The tethering factor p115 (known as Uso1p in yeast) has been shown to facilitate Golgi biogenesis and membrane traffic in cells in culture. However, the role of p115 within an intact animal is largely unknown. Here, we document that depletion of p115 by using RNA interference (RNAi) in C. elegans causes accumulation of the 170 kD soluble yolk protein (YP170) in the body cavity and retention of the yolk receptor RME-2 in the ER and the Golgi within oocytes. Structure-function analyses of p115 have identified two homology regions (H1 and H2) within the N-terminal globular head and the coiled-coil 1 (CC1) domain as essential for p115 function. We identify a new C-terminal domain of p115 as necessary for Golgi ribbon formation and cargo trafficking.
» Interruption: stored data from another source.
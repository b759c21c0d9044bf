//! Configuration file support.
//!
//! Settings live in an INI file at `~/.config/quakemap/config.ini` (the
//! platform config directory on other systems). A missing file, section or
//! key falls back to the built-in default.
//!
//! ```ini
//! [feed]
//! endpoint = https://earthquake.usgs.gov/earthquakes/feed/v1.0/summary/all_{window}.quakeml
//! timeout_secs = 30
//! default_window = day
//!
//! [parser]
//! convert_depth_to_km = true
//! radius_formula = linear
//! strict_magnitude = true
//! namespace = http://quakeml.org/xmlns/bed/1.2
//!
//! [filter]
//! min_magnitude =
//! max_magnitude =
//! region = All
//!
//! [logging]
//! level = warn
//! directory =
//! ```

mod file;

pub use file::{ConfigFile, FeedSettings, FilterSettings};

use std::path::PathBuf;

use thiserror::Error;

/// Name of the configuration file.
pub const CONFIG_FILE_NAME: &str = "config.ini";

/// Directory name used under the platform config directory.
pub const CONFIG_DIR_NAME: &str = "quakemap";

/// Errors from loading or saving configuration.
#[derive(Debug, Error)]
pub enum ConfigError {
    /// Failed to read or parse the config file.
    #[error("failed to read {}: {reason}", path.display())]
    Read { path: PathBuf, reason: String },

    /// Failed to write the config file.
    #[error("failed to write {}: {source}", path.display())]
    Write {
        path: PathBuf,
        source: std::io::Error,
    },

    /// The text is not valid INI.
    #[error("invalid configuration syntax: {0}")]
    Parse(String),

    /// A key holds a value of the wrong shape.
    #[error("invalid value '{value}' for {key}: {reason}")]
    InvalidValue {
        key: String,
        value: String,
        reason: String,
    },
}

/// Directory holding the configuration file.
pub fn config_dir() -> PathBuf {
    dirs::config_dir()
        .unwrap_or_else(|| PathBuf::from("."))
        .join(CONFIG_DIR_NAME)
}

/// Full path of the configuration file.
pub fn config_file_path() -> PathBuf {
    config_dir().join(CONFIG_FILE_NAME)
}
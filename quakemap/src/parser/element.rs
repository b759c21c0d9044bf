//! Minimal owned element tree for one event block.
//!
//! Only the subtree of a single `event` element is ever materialized, so a
//! month-long feed is decoded one event at a time.

/// A node inside an event subtree.
#[derive(Debug, Clone, PartialEq)]
pub(crate) enum Node {
    Element(Element),
    Text(String),
}

/// An element with its local name and whether it belongs to the feed
/// namespace.
#[derive(Debug, Clone, PartialEq)]
pub(crate) struct Element {
    name: String,
    in_namespace: bool,
    children: Vec<Node>,
}

impl Element {
    pub(crate) fn new(name: impl Into<String>, in_namespace: bool) -> Self {
        Self {
            name: name.into(),
            in_namespace,
            children: Vec::new(),
        }
    }

    pub(crate) fn push_element(&mut self, child: Element) {
        self.children.push(Node::Element(child));
    }

    pub(crate) fn push_text(&mut self, text: impl Into<String>) {
        self.children.push(Node::Text(text.into()));
    }

    /// Returns true if this element is `name` in the feed namespace.
    #[inline]
    pub(crate) fn is(&self, name: &str) -> bool {
        self.in_namespace && self.name == name
    }

    /// Direct child elements in document order.
    pub(crate) fn elements(&self) -> impl DoubleEndedIterator<Item = &Element> {
        self.children.iter().filter_map(|node| match node {
            Node::Element(e) => Some(e),
            Node::Text(_) => None,
        })
    }

    /// First direct child named `name`.
    pub(crate) fn child(&self, name: &str) -> Option<&Element> {
        self.elements().find(|e| e.is(name))
    }

    /// All descendant elements (excluding `self`) in document order.
    pub(crate) fn descendants(&self) -> Descendants<'_> {
        Descendants {
            stack: self.elements().rev().collect(),
        }
    }

    /// First descendant named `name`.
    pub(crate) fn find(&self, name: &str) -> Option<&Element> {
        self.descendants().find(|e| e.is(name))
    }

    /// First `child` element under the first descendant `parent` that has one.
    ///
    /// `origin.find_path("latitude", "value")` selects the latitude value of
    /// an origin block.
    pub(crate) fn find_path(&self, parent: &str, child: &str) -> Option<&Element> {
        self.descendants()
            .filter(|e| e.is(parent))
            .find_map(|e| e.child(child))
    }

    /// Concatenated text of this element and all of its descendants.
    pub(crate) fn text_content(&self) -> String {
        let mut out = String::new();
        self.collect_text(&mut out);
        out
    }

    fn collect_text(&self, out: &mut String) {
        for node in &self.children {
            match node {
                Node::Text(t) => out.push_str(t),
                Node::Element(e) => e.collect_text(out),
            }
        }
    }
}

/// Pre-order iterator over descendant elements.
pub(crate) struct Descendants<'a> {
    stack: Vec<&'a Element>,
}

impl<'a> Iterator for Descendants<'a> {
    type Item = &'a Element;

    fn next(&mut self) -> Option<Self::Item> {
        let next = self.stack.pop()?;
        self.stack.extend(next.elements().rev());
        Some(next)
    }
}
We show that p115 mutants that lack the fourth CC domain (CC4) act in a dominant-negative manner to disrupt Golgi and prevent cargo trafficking in cells containing endogenous p115. Furthermore, using RNAi of p115 and the subsequent transfection with p115 deletion mutants, we show that CC4 is necessary for Golgi ribbon formation and membrane trafficking in cells depleted of endogenous p115. p115 has been shown to bind a subset of ER-Golgi SNAREs through CC1 and CC4 domains (Shorter et al., 2002). Our findings show that CC4 is required for p115 function, and suggest that both the CC1 and the CC4 SNARE-binding motifs participate in p115-mediated membrane tethering.